======== Exercise materials

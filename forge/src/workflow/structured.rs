//! Validation of model-emitted structured output.
//!
//! Model JSON is checked against an embedded JSON Schema (Draft 2020-12)
//! before deserializing, so shape violations surface as one readable error
//! instead of a serde trail.

use anyhow::{Context, Result, bail};
use jsonschema::Draft;
use serde::de::DeserializeOwned;
use serde_json::Value;

/// Parse `content` as JSON, validate it against `schema_raw`, and deserialize.
pub fn parse_structured<T: DeserializeOwned>(content: &str, schema_raw: &str) -> Result<T> {
    let instance: Value = serde_json::from_str(content.trim()).context("parse model output")?;
    let schema: Value = serde_json::from_str(schema_raw).context("parse schema json")?;
    let compiled = jsonschema::options()
        .with_draft(Draft::Draft202012)
        .build(&schema)
        .context("compile json schema")?;
    let messages: Vec<String> = compiled
        .iter_errors(&instance)
        .map(|err| err.to_string())
        .collect();
    if !messages.is_empty() {
        bail!("schema validation failed:\n- {}", messages.join("\n- "));
    }
    serde_json::from_value(instance).context("deserialize model output")
}

#[cfg(test)]
mod tests {
    use super::*;
    use crate::core::state::Plan;

    const PLAN_SCHEMA: &str = include_str!("../../schemas/plan.schema.json");

    #[test]
    fn valid_plan_parses() {
        let content = r#"{
            "title": "Add retries",
            "problem_statement": "Webhooks give up after one attempt",
            "proposed_approach": "Add bounded backoff",
            "affected_files": ["src/webhook.rs"],
            "estimated_complexity": "low",
            "risks": []
        }"#;
        let plan: Plan = parse_structured(content, PLAN_SCHEMA).expect("parse");
        assert_eq!(plan.title, "Add retries");
    }

    #[test]
    fn missing_required_field_is_rejected() {
        let content = r#"{"title": "Add retries"}"#;
        let err = parse_structured::<Plan>(content, PLAN_SCHEMA).expect_err("should fail");
        assert!(err.to_string().contains("schema validation failed"));
    }

    #[test]
    fn non_json_content_is_rejected() {
        let err = parse_structured::<Plan>("Sure! Here's a plan:", PLAN_SCHEMA)
            .expect_err("should fail");
        assert!(err.to_string().contains("parse model output"));
    }
}
//! Pure, deterministic workflow logic: run state and the transition table.
//!
//! No I/O here; everything is testable with synthetic states.

pub mod state;
pub mod transition;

================

■ **Exercise details**
Give a single number: the count of lines above that include the word "bail".

■ **Answer to the exercise**
2